Issue No. 107 – May 06, 2022

State Politics

  • A leaked draft of a Supreme Court decision overturning Roe v. Wade, later authenticated, represents an existential threat to reproductive freedom in the United States. At a rally in front of a Planned Parenthood, Governor Newsom vowed to enshrine the right to an abortion in the state constitution.

City Politics

  • On Tuesday the Los Angeles County Board of Supervisors had already agendized a motion to support AB 1245, approving $20 million in state funding for a pilot program that would endeavor to make the county a “safe haven” for anyone seeking an abortion, regardless of where they live. According to some estimates, if Roe were to be overturned, California would become the nearest abortion provider for over a million Arizonans.
  • The news has also renewed focus on mayoral candidate Rick Caruso’s past donations to anti-choice politicians. Though Caruso, who switched from the Republican to Democratic party in advance of his mayoral run, announced his current support for Roe v. Wade, Planned Parenthood released an open letter calling on him to apologize for his past positions.
  • Black Lives Matters – LA co-founder Melina Abdullah was forcibly removed from a mayoral debate held at Cal State LA, where she teaches. Though none of the debate candidates objected to Abdullah being carried out by campus security at the time, Kevin DeLeon and Karen Bass have since joined the chorus condemning Abdullah’s treatment.
  • City Hall reopened to the public for the first time since the pandemic began. Courthouse News narrates day one, which concluded with housing activists from Hillside Villa being forcibly removed by police. Though in-person public comment is once again permitted, dial-in public comment has been correspondingly suspended.

Police Violence and Community Resistance

  • In downtown LA, a spontaneous rally in defense of reproductive freedom was declared an unlawful assembly, following repeated aggression against protesters. Violence was instigated by both the LAPD and the Department of Homeland Security, whose presence at the march has yet to be officially explained.

Housing Rights

  • An accelerated timeline requiring all California cities and counties to meet their housing capability quotas by October 15 has proven nearly impossible to meet.
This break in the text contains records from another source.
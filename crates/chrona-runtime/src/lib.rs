//! Chrona Runtime - the two actors of the time exchange
//!
//! - [`Client`]: connects, then requests the time of day on a fixed timer
//! - [`Server`]: listens, answers the request token with the time of day
//! - [`EventLog`]: the causal log both actors write their SEND/RECV events to
//!
//! Each actor runs its protocol endpoint on a single logical thread of
//! control (one exchange task per client, one service task per server), so
//! the live vector timestamp needs no locking.

pub mod client;
pub mod config;
pub mod log;
pub mod server;

pub use client::*;
pub use config::*;
pub use log::*;
pub use server::*;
Only five cities and counties in Southern California are on track, with millions in state funding at stake.

Environmental Justice

  • Facing possible electricity shortages, Governor Newsom suggested that the state’s sole remaining nuclear power plant might continue operating beyond a planned closing by 2025.
  • Last week, the seven states that rely on the Colorado River, which includes California, agreed to forfeit their water from Lake Powell in order to ensure that the reservoir can still generate hydroelectric power.
  • California’s Air Resources Board, the state’s clean-air regulators, unveiled a proposal requiring a ramp-up in sales of zero-emission cars, culminating in a ban on new gasoline-powered cars by 2035. If adopted, the regulations would be the first in the world and could pave the way for nationwide standards.